## EXERCISE DESCRIPTION
All lines in the records below with the word "Unsupported" must be returned.

'''

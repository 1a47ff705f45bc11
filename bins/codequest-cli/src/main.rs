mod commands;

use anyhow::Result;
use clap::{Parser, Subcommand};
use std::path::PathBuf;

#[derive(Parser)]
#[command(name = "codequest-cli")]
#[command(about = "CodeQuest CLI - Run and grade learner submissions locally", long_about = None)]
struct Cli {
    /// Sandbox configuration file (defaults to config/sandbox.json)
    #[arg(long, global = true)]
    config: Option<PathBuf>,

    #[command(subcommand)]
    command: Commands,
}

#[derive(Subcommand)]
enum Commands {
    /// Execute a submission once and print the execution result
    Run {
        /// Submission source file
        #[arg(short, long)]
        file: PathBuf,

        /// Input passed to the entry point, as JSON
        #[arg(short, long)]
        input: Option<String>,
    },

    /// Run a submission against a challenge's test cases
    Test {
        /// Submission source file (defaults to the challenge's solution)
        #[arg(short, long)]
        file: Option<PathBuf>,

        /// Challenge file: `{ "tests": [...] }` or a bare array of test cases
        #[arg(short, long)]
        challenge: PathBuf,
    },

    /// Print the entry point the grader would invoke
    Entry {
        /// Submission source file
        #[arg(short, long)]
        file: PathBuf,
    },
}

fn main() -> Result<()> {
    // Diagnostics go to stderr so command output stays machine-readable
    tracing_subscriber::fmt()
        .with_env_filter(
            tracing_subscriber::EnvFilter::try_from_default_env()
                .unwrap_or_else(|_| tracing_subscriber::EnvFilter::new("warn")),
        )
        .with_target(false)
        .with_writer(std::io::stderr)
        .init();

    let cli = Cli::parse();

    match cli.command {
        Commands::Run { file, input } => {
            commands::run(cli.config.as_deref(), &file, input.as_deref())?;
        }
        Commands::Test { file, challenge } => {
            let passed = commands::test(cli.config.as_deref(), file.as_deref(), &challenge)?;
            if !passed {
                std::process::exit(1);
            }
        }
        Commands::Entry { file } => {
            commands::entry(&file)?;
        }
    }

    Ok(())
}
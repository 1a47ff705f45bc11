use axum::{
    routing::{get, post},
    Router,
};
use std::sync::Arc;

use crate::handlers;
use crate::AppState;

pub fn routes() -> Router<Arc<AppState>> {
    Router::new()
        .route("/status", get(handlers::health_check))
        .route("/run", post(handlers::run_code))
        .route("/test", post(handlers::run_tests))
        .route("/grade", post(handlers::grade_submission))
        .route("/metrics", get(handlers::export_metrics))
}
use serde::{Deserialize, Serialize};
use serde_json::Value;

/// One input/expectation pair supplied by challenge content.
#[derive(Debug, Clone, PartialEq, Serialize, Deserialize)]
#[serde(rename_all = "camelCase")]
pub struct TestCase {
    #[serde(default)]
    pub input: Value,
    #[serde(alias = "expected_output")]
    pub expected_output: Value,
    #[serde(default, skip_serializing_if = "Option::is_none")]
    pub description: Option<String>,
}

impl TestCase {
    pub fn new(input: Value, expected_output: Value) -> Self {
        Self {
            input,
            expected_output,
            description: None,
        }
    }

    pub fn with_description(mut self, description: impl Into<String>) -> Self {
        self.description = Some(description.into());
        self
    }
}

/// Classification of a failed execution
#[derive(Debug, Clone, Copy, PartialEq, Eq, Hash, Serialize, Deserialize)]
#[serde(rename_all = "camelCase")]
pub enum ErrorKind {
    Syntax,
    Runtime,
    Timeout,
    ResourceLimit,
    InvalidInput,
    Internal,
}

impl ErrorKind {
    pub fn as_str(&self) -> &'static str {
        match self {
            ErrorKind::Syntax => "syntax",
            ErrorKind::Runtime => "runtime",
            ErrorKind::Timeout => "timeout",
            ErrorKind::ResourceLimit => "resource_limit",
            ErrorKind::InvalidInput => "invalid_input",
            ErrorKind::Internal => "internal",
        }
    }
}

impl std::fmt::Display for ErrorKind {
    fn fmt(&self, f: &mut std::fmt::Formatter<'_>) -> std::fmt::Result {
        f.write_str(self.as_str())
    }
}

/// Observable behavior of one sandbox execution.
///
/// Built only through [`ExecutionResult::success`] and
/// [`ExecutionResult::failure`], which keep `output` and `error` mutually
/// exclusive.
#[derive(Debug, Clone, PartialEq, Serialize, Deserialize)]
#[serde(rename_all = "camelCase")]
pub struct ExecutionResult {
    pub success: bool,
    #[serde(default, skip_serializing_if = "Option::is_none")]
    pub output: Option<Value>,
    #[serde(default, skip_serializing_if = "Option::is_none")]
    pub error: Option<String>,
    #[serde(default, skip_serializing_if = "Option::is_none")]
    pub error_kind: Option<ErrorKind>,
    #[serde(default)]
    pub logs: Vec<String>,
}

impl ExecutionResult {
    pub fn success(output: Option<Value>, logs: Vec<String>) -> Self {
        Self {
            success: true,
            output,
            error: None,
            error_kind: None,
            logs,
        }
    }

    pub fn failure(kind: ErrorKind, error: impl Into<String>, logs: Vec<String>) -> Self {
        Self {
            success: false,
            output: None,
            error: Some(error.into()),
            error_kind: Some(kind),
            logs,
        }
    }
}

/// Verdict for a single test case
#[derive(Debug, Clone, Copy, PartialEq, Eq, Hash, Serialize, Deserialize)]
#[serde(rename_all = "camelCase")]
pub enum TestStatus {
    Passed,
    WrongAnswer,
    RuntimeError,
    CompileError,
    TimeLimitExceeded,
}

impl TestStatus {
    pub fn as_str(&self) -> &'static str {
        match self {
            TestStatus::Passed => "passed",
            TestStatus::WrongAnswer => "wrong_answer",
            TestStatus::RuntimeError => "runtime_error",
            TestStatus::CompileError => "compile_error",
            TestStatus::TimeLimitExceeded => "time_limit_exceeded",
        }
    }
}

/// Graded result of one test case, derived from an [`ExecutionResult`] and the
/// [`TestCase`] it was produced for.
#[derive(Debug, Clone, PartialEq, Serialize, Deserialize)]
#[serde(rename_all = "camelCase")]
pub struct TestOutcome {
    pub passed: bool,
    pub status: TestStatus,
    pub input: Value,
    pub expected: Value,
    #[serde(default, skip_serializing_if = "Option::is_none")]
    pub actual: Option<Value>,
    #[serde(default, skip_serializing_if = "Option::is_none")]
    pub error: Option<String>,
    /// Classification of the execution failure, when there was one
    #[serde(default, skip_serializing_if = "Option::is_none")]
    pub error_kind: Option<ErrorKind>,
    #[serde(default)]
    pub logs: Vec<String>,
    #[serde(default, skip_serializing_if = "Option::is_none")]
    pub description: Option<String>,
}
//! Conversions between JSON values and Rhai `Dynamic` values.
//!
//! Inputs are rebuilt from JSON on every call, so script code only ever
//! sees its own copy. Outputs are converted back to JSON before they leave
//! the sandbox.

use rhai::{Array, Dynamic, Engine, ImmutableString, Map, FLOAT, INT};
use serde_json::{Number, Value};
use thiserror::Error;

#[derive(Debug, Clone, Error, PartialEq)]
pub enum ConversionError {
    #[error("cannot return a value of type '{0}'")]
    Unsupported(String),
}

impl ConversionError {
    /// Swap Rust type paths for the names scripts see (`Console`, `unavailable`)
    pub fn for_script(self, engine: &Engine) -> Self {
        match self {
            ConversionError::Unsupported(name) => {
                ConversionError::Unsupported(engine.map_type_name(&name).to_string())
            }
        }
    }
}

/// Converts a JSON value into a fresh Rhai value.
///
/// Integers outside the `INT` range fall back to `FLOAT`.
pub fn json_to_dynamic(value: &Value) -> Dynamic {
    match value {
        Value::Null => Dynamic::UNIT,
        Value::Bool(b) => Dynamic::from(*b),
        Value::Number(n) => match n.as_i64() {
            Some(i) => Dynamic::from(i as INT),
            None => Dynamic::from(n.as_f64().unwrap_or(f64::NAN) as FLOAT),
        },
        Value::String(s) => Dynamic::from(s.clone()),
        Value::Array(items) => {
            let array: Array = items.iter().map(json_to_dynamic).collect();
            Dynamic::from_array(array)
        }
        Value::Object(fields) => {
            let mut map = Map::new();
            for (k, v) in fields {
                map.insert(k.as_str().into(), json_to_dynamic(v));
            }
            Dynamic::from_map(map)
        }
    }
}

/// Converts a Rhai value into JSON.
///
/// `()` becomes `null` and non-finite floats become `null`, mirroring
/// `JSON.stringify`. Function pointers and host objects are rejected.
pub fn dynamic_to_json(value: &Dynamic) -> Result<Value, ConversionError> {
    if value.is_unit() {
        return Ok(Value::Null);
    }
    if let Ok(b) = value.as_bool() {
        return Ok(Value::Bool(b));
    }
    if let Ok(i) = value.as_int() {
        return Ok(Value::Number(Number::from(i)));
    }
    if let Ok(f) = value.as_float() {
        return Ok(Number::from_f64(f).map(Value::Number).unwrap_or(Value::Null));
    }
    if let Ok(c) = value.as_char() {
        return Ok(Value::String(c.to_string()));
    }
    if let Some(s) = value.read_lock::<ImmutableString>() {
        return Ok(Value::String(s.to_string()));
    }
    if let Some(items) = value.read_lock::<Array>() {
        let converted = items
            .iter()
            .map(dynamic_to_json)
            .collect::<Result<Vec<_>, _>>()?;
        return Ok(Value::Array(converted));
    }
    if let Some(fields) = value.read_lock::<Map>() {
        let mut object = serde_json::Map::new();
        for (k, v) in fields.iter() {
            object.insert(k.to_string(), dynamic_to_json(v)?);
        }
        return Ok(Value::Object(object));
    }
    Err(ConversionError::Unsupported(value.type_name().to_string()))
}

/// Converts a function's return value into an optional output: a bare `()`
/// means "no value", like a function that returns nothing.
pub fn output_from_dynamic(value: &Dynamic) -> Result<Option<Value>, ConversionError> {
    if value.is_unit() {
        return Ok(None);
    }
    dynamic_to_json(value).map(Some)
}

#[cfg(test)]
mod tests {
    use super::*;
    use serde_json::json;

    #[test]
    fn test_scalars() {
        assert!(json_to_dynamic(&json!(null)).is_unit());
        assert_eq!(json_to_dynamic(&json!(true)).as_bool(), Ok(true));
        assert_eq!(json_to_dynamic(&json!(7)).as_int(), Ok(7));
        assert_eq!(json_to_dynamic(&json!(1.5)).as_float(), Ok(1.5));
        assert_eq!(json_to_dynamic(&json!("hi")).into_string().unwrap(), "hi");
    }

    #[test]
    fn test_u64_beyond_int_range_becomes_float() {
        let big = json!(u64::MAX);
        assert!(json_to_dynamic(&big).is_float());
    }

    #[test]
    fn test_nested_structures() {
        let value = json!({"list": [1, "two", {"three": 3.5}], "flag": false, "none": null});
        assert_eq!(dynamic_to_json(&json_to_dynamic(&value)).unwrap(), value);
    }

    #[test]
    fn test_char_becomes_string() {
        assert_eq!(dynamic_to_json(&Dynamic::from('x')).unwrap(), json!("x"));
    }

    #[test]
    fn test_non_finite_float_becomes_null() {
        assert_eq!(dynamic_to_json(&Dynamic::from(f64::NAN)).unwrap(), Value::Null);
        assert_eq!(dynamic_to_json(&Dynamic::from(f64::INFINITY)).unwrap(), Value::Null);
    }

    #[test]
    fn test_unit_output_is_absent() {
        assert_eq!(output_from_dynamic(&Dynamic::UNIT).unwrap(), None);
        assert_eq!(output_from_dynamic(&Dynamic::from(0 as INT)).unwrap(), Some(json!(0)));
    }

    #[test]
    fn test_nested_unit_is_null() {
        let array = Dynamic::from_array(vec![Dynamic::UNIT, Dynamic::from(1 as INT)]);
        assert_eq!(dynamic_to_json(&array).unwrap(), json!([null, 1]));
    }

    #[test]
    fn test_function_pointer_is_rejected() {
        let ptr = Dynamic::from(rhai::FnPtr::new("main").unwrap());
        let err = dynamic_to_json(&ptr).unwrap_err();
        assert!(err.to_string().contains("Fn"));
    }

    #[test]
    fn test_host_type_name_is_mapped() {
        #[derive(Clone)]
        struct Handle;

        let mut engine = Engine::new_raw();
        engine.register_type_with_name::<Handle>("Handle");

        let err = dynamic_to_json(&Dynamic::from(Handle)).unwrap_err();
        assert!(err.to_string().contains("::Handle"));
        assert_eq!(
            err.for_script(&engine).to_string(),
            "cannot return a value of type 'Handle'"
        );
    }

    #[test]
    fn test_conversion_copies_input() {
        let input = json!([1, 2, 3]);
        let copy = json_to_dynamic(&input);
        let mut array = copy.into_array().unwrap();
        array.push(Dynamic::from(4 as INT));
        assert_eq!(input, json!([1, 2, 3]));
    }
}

'''

## EXERCISE RESPONSE
    Unsupported(String),
            ConversionError::Unsupported(name) => {
                ConversionError::Unsupported(engine.map_type_name(&name).to_string())
    Err(ConversionError::Unsupported(value.type_name().to_string()))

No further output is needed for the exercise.